Ne plus être lui
Quittant son Audi en flammes vers vingt-deux heures ce soir-là, un sac de sport en bandoulière, il avait gagné la lisière de la forêt sur le vélo d’occasion qu’il s’était procuré. Après l’avoir abandonné derrière un camp de gens du voyage, il avait rejoint la ville à pied pour y prendre le bus, jusqu’à l’hôtel qu’il avait réservé par téléphone, arborant sa perruque et sa nouvelle apparence. Puis « Thomas Dupont » était monté dans sa chambre où il s’écroula sur le lit jusqu’au lendemain.

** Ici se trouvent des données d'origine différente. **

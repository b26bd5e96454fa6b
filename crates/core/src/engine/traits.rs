//! Trait definitions for the engine module.

use async_trait::async_trait;
use tokio::sync::mpsc;
use tokio_util::sync::CancellationToken;

use super::error::EngineError;
use super::types::{StepJob, StepOutput, StepProgress};
use crate::catalog::EngineKind;

/// A conversion backend able to execute one format transition.
///
/// Implementations must honor `cancel`: once the token fires, an in-flight
/// `run` stops its work promptly and returns [`EngineError::Cancelled`].
/// Cancelling is idempotent and may happen from any task.
#[async_trait]
pub trait Engine: Send + Sync {
    /// The engine kind this backend serves.
    fn kind(&self) -> EngineKind;

    /// Returns the name of this engine implementation.
    fn name(&self) -> &str;

    /// Runs one step.
    ///
    /// Progress is reported as local fractions in `[0, 1]`. If the receiver
    /// is dropped, the step continues without progress reporting.
    async fn run(
        &self,
        job: StepJob,
        progress_tx: mpsc::Sender<StepProgress>,
        cancel: CancellationToken,
    ) -> Result<StepOutput, EngineError>;

    /// Validates that the engine's external programs are available.
    async fn validate(&self) -> Result<(), EngineError>;
}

À partir de cette dernière nuit officielle en tant qu’Erwan Janiek, ses souvenirs étaient plus diffus. Plusieurs mois durant, chacune de ses journées avait dû être minutieusement préparée et exécutée à la perfection pour ne pas déroger à ses obligations, tout en avançant ses affaires. Ce niveau de concentration lui avait demandé une énergie telle qu’il passa une bonne partie des jours suivants à dormir dans sa chambre d’hôtel.
Lorsqu’il était éveillé, l’excitation ayant précédé sa mort avait cédé la place à une confusion tranquille. Ce n’était pas seulement la fatigue ou la fièvre des derniers jours qui retombait, mais aussi la pression immense d’être Erwan Janiek qui quittait peu à peu ses épaules. Il n’avait plus à être ce « lui » là, tout simplement. Il avait retiré le costume qui lui imposait ces simagrées ridicules. Il avait enfin rejoint les coulisses de cette comédie factice et il en ressentait une intense libération.
Qu’allait-il faire à présent ? Concentré sur l’élaboration de son accident, Erwan avait systématiquement éludé cette question, en se contentant de pourvoir au strict minimum. Il s’était procuré de faux papiers de qualité suffisante et rassemblé une somme d’argent liquide raisonnable en effectuant de petits retraits toutes les semaines.
Allongé sur le lit de sa chambre d’hôtel, il avait passé plusieurs heures à voguer sur le vide de ses pensées en se perdant dans les aspérités du plafond. Sa mort semblait une merveilleuse façon de profiter de la vie. Comme des vacances à la félicité inconnue. Puis l’onde de la réalité l’avait rattrapé quelque temps sur les rives du néant. Il devait vérifier les journaux, s’assurer que son subterfuge n’avait éveillé aucun soupçon.